The different nature of the two systems makes it hard to combine them. Sound and Vision is involved in several projects that research the possibilities to combine both systems. The institute participates in the consortium MultimediaN. One of the projects is Spiegle, an alternative search engine for Google. Spiegle combines various levels of metadata like the user profile, the platform and the features of a collection. Unlike Google, this search engine provides very narrow results, which makes it easier for users to find the right content. Also, Sound and Vision participated in the project Total Content Recommendation with the Telematica Institute in Enschede. The project explored the possibilities of social tagging of audiovisual content and the incentives of users to tag the content. Sound and Vision also participates in PrestoPrRIME, a project in the 7th Framework programme of the EU for the research and development of long-term preservation of new media, which will start in January 2009. One of the goals of this project is to establish interoperability between various databases by enabling information exchange between different systems of metadata. Different forms of annotation are connected with each other, creating a semantic system of tags. Semantic tagging makes the annotation process much more efficient in the long term and eventually bridges the gap between different annotation systems.

Motivation of Users
The success of social software has two reasons. It creates weak ties between users and it operates in an open and free environment. Because of the openness of the software, users can choose the level of participation in a community. [8] Users have to be motivated to participate very actively.  During the Total Content Recommendation project Lex van Velsen and Mark Melenhorst of the Telematica Institute  have done research after the incentives of users to tag video content. Following the classification of Cameron Marlow, research scientist at Facebook, they define six different incentives:

  1. Future retrieval
  2. Contribution and sharing
  3. Attract attention
  4. Play and competition
  5. Self presentation
  6. Opinion expression[9]

The authors tested these motives with two groups. Although the groups were very small, the authors conclude users didn’t tag for play and competition and for self-presentation. The tagging sites that were tested didn’t have a game element so it was very likely users didn’t use those sites for play and competition.

Someone who has done a lot of research about crowdsourcing and games is Luis von Ahn, a professor of Computer Science at Carnegie Mellon University.

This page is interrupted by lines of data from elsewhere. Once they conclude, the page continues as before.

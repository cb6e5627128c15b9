//! Visitor and session identity.
//!
//! Identifiers are read-or-create against two injected key/value scopes: a
//! durable one for the visitor id and a volatile one for the session id.
//! Storage failures never surface to the caller; the manager falls back to an
//! identifier cached in memory for the rest of its lifetime.

use std::collections::HashMap;
use std::fmt;
use std::path::{Path, PathBuf};
use std::sync::{Arc, Mutex, PoisonError};

use chrono::{DateTime, SecondsFormat, Utc};
use thiserror::Error;
use tracing::{debug, warn};
use uuid::Uuid;

/// Key holding the visitor id in the durable scope.
pub const VISITOR_KEY: &str = "analytics_client_id";

/// Key holding the session id in the session scope.
pub const SESSION_KEY: &str = "analytics_session_id";

/// Failure of a client-side key/value store.
#[derive(Debug, Error)]
pub enum StoreError {
    /// The backing storage cannot be used at all.
    #[error("storage unavailable: {0}")]
    Unavailable(String),

    /// Reading or writing the backing file failed.
    #[error("I/O error: {0}")]
    Io(#[from] std::io::Error),

    /// The backing file does not hold a JSON object of strings.
    #[error("corrupt identity file: {0}")]
    Corrupt(#[from] serde_json::Error),
}

/// A string key/value scope, the equivalent of browser local or session storage.
///
/// Writes are last-write-wins.
pub trait KeyValueStore: Send + Sync + fmt::Debug {
    /// Read a key.
    ///
    /// # Errors
    ///
    /// Returns [`StoreError`] if the scope cannot be read.
    fn get(&self, key: &str) -> Result<Option<String>, StoreError>;

    /// Write a key, replacing any previous value.
    ///
    /// # Errors
    ///
    /// Returns [`StoreError`] if the scope cannot be written.
    fn set(&self, key: &str, value: &str) -> Result<(), StoreError>;
}

/// In-process scope. Used for session identity and in tests.
#[derive(Debug, Default)]
pub struct MemoryStore {
    entries: Mutex<HashMap<String, String>>,
}

impl MemoryStore {
    /// Create an empty scope.
    #[must_use]
    pub fn new() -> Self {
        Self::default()
    }

    /// Drop every key, as closing a tab drops session storage.
    pub fn clear(&self) {
        self.entries
            .lock()
            .unwrap_or_else(PoisonError::into_inner)
            .clear();
    }
}

impl KeyValueStore for MemoryStore {
    fn get(&self, key: &str) -> Result<Option<String>, StoreError> {
        let entries = self.entries.lock().unwrap_or_else(PoisonError::into_inner);
        Ok(entries.get(key).cloned())
    }

    fn set(&self, key: &str, value: &str) -> Result<(), StoreError> {
        self.entries
            .lock()
            .unwrap_or_else(PoisonError::into_inner)
            .insert(key.to_string(), value.to_string());
        Ok(())
    }
}

/// Durable scope persisted as a JSON object in a single file.
#[derive(Debug)]
pub struct FileStore {
    path: PathBuf,
    // serializes read-modify-write cycles within this process
    write_lock: Mutex<()>,
}

impl FileStore {
    /// Use `path` as the backing file. It is created on first write.
    #[must_use]
    pub fn new(path: impl Into<PathBuf>) -> Self {
        Self {
            path: path.into(),
            write_lock: Mutex::new(()),
        }
    }

    /// Path of the backing file.
    #[must_use]
    pub fn path(&self) -> &Path {
        &self.path
    }

    fn read_all(&self) -> Result<HashMap<String, String>, StoreError> {
        match std::fs::read_to_string(&self.path) {
            Ok(text) if text.trim().is_empty() => Ok(HashMap::new()),
            Ok(text) => Ok(serde_json::from_str(&text)?),
            Err(e) if e.kind() == std::io::ErrorKind::NotFound => Ok(HashMap::new()),
            Err(e) => Err(e.into()),
        }
    }
}

impl KeyValueStore for FileStore {
    fn get(&self, key: &str) -> Result<Option<String>, StoreError> {
        Ok(self.read_all()?.remove(key))
    }

    fn set(&self, key: &str, value: &str) -> Result<(), StoreError> {
        let _guard = self.write_lock.lock().unwrap_or_else(PoisonError::into_inner);

        let mut entries = self.read_all()?;
        entries.insert(key.to_string(), value.to_string());

        if let Some(parent) = self.path.parent() {
            if !parent.as_os_str().is_empty() {
                std::fs::create_dir_all(parent)?;
            }
        }
        std::fs::write(&self.path, serde_json::to_string_pretty(&entries)?)?;
        Ok(())
    }
}

/// Generate a visitor identifier (random UUID v4).
#[must_use]
pub fn generate_visitor_id() -> String {
    Uuid::new_v4().to_string()
}

/// Generate a session identifier: `sess_<ISO-8601 creation time>_<8 hex chars>`.
#[must_use]
pub fn generate_session_id(now: DateTime<Utc>) -> String {
    let suffix = Uuid::new_v4().simple().to_string();
    format!(
        "sess_{}_{}",
        now.to_rfc3339_opts(SecondsFormat::Millis, true),
        &suffix[..8]
    )
}

#[derive(Debug, Clone, Copy)]
enum Scope {
    Visitor,
    Session,
}

impl Scope {
    fn key(self) -> &'static str {
        match self {
            Self::Visitor => VISITOR_KEY,
            Self::Session => SESSION_KEY,
        }
    }

    fn generate(self) -> String {
        match self {
            Self::Visitor => generate_visitor_id(),
            Self::Session => generate_session_id(Utc::now()),
        }
    }
}

#[derive(Debug, Default)]
struct Fallback {
    visitor: Option<String>,
    session: Option<String>,
}

impl Fallback {
    fn slot(&mut self, scope: Scope) -> &mut Option<String> {
        match scope {
            Scope::Visitor => &mut self.visitor,
            Scope::Session => &mut self.session,
        }
    }
}

/// Allocates and remembers visitor and session identifiers.
#[derive(Debug)]
pub struct IdentityManager {
    durable: Arc<dyn KeyValueStore>,
    session: Arc<dyn KeyValueStore>,
    fallback: Mutex<Fallback>,
}

impl IdentityManager {
    /// Create a manager over a durable and a session scope.
    #[must_use]
    pub fn new(durable: Arc<dyn KeyValueStore>, session: Arc<dyn KeyValueStore>) -> Self {
        Self {
            durable,
            session,
            fallback: Mutex::new(Fallback::default()),
        }
    }

    /// A manager whose scopes both live in memory.
    #[must_use]
    pub fn in_memory() -> Self {
        Self::new(Arc::new(MemoryStore::new()), Arc::new(MemoryStore::new()))
    }

    /// The visitor identifier, created on first access.
    #[must_use]
    pub fn visitor_id(&self) -> String {
        self.read_or_create(self.durable.as_ref(), Scope::Visitor)
    }

    /// The session identifier, created on first access.
    #[must_use]
    pub fn session_id(&self) -> String {
        self.read_or_create(self.session.as_ref(), Scope::Session)
    }

    fn read_or_create(&self, store: &dyn KeyValueStore, scope: Scope) -> String {
        let key = scope.key();
        match store.get(key) {
            Ok(Some(id)) if !id.is_empty() => return id,
            Ok(_) => {}
            Err(e) => {
                warn!(key, error = %e, "Identity storage unreadable, using in-memory id");
                return self.fallback_id(scope, None);
            }
        }

        let candidate = scope.generate();
        if let Err(e) = store.set(key, &candidate) {
            warn!(key, error = %e, "Identity storage unwritable, using in-memory id");
            return self.fallback_id(scope, Some(candidate));
        }

        // a concurrent writer may have won; settle on whatever was stored
        match store.get(key) {
            Ok(Some(id)) if !id.is_empty() => {
                debug!(key, id = %id, "Allocated identifier");
                id
            }
            Ok(_) | Err(_) => self.fallback_id(scope, Some(candidate)),
        }
    }

    fn fallback_id(&self, scope: Scope, candidate: Option<String>) -> String {
        let mut fallback = self.fallback.lock().unwrap_or_else(PoisonError::into_inner);
        fallback
            .slot(scope)
            .get_or_insert_with(|| candidate.unwrap_or_else(|| scope.generate()))
            .clone()
    }
}
//! Privacy filtering for form submissions.
//!
//! Two layers protect what a `form_submit` event may carry:
//!
//! - **Field exclusion**: password inputs, the built-in password and
//!   confirmation names, and any configured names are dropped entirely.
//!
//! - **Value redaction**: remaining values that look like card numbers,
//!   SSNs, API keys or bearer tokens are masked.
//!
//! # Example
//!
//! ```
//! use trackpoint::privacy::{FieldOutcome, FormFilter};
//!
//! let filter = FormFilter::default();
//!
//! assert_eq!(filter.check_field("password", None, "hunter2"), FieldOutcome::Excluded);
//!
//! match filter.check_field("comment", Some("text"), "SSN 123-45-6789") {
//!     FieldOutcome::Redacted { value, .. } => assert_eq!(value, "SSN [REDACTED]"),
//!     other => panic!("unexpected: {other:?}"),
//! }
//! ```

mod filter;
mod patterns;

pub use filter::{FieldOutcome, FormFilter, REDACTION_PLACEHOLDER, SENSITIVE_FIELD_NAMES};
pub use patterns::{builtin_patterns, RedactionPattern};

His research is based on the assumption that “computers still don’t possess the basic conceptual intelligence op perceptual capabilities that humans take for granted.”[10] Computers aren’t able to solve problems that are relatively easy solved by most humans. Von Ahn calls this human computation. The human brain can be treated as a processor in a distributed system that can perform a small part of a massive computation. To become part of this massive computation, they do require incentives to solve these kinds of problems, like a game.[11]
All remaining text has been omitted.